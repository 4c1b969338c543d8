//! Relay query construction and the per-format acceptance checks applied
//! to relay responses.

use percent_encoding::{AsciiSet, NON_ALPHANUMERIC, utf8_percent_encode};
use serde::{Deserialize, Serialize};
use std::fmt;
use std::str::FromStr;

use crate::classifier::rules::structured_entry_count;

/// Everything except RFC 3986 unreserved characters is escaped, `/` included.
const QUERY_VALUE: &AsciiSet = &NON_ALPHANUMERIC
    .remove(b'-')
    .remove(b'.')
    .remove(b'_')
    .remove(b'~');

/// Bodies shorter than this (after trimming) are inconclusive for any format.
pub const MIN_RELAY_BODY_CHARS: usize = 50;
/// Generic formats only need a non-trivial config.
const GENERIC_MIN_CHARS: usize = 100;
const LOON_SECTION: &str = "[Proxy]";

#[derive(Debug, Clone, PartialEq, Eq, Hash, Serialize, Deserialize)]
#[serde(into = "String", from = "String")]
pub enum TargetFormat {
    Clash,
    Loon,
    V2ray,
    Other(String),
}

impl TargetFormat {
    pub fn as_str(&self) -> &str {
        match self {
            Self::Clash => "clash",
            Self::Loon => "loon",
            Self::V2ray => "v2ray",
            Self::Other(name) => name,
        }
    }

    /// Whether a relay body converted to this format is positive evidence.
    pub fn accepts(&self, body: &str) -> bool {
        let trimmed = body.trim();
        if trimmed.chars().count() < MIN_RELAY_BODY_CHARS {
            return false;
        }

        match self {
            Self::Clash => structured_entry_count(body).is_some(),
            Self::Loon => body.contains(LOON_SECTION) || body.contains('='),
            Self::V2ray | Self::Other(_) => trimmed.chars().count() > GENERIC_MIN_CHARS,
        }
    }
}

impl From<&str> for TargetFormat {
    fn from(value: &str) -> Self {
        match value.trim().to_ascii_lowercase().as_str() {
            "clash" => Self::Clash,
            "loon" => Self::Loon,
            "v2ray" => Self::V2ray,
            other => Self::Other(other.to_string()),
        }
    }
}

impl From<String> for TargetFormat {
    fn from(value: String) -> Self {
        Self::from(value.as_str())
    }
}

impl From<TargetFormat> for String {
    fn from(value: TargetFormat) -> Self {
        value.as_str().to_string()
    }
}

impl FromStr for TargetFormat {
    type Err = std::convert::Infallible;

    fn from_str(s: &str) -> Result<Self, Self::Err> {
        Ok(Self::from(s))
    }
}

impl fmt::Display for TargetFormat {
    fn fmt(&self, f: &mut fmt::Formatter<'_>) -> fmt::Result {
        f.write_str(self.as_str())
    }
}

/// Builds the conversion query for `subscription` on `relay_host`.
/// The layout is what the public relays expect and must not change.
///
/// A bare hostname is reached over https; a host given with a scheme
/// (a self-hosted converter on `http://127.0.0.1:25500`) is used as is.
pub fn relay_query_url(relay_host: &str, target: &TargetFormat, subscription: &str) -> String {
    format!(
        "{}/sub?target={}&url={}&insert=false&config=config%2FACL4SSR.ini",
        relay_base(relay_host),
        target.as_str(),
        encode_subscription(subscription)
    )
}

fn relay_base(relay_host: &str) -> String {
    let host = relay_host.trim().trim_end_matches('/');
    if host.contains("://") {
        host.to_string()
    } else {
        format!("https://{}", host)
    }
}

pub fn encode_subscription(subscription: &str) -> String {
    utf8_percent_encode(subscription, QUERY_VALUE).to_string()
}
● ● ●
Activity =>
Above are the records; copy exactly the lines from the line with "use crate::classifier::rules::structured_entry_count;" through the line with "pub const MIN_RELAY_BODY_CHARS: usize = 50;", both included.

Your response =>
use crate::classifier::rules::structured_entry_count;

/// Everything except RFC 3986 unreserved characters is escaped, `/` included.
const QUERY_VALUE: &AsciiSet = &NON_ALPHANUMERIC
    .remove(b'-')
    .remove(b'.')
    .remove(b'_')
    .remove(b'~');

/// Bodies shorter than this (after trimming) are inconclusive for any format.
pub const MIN_RELAY_BODY_CHARS: usize = 50;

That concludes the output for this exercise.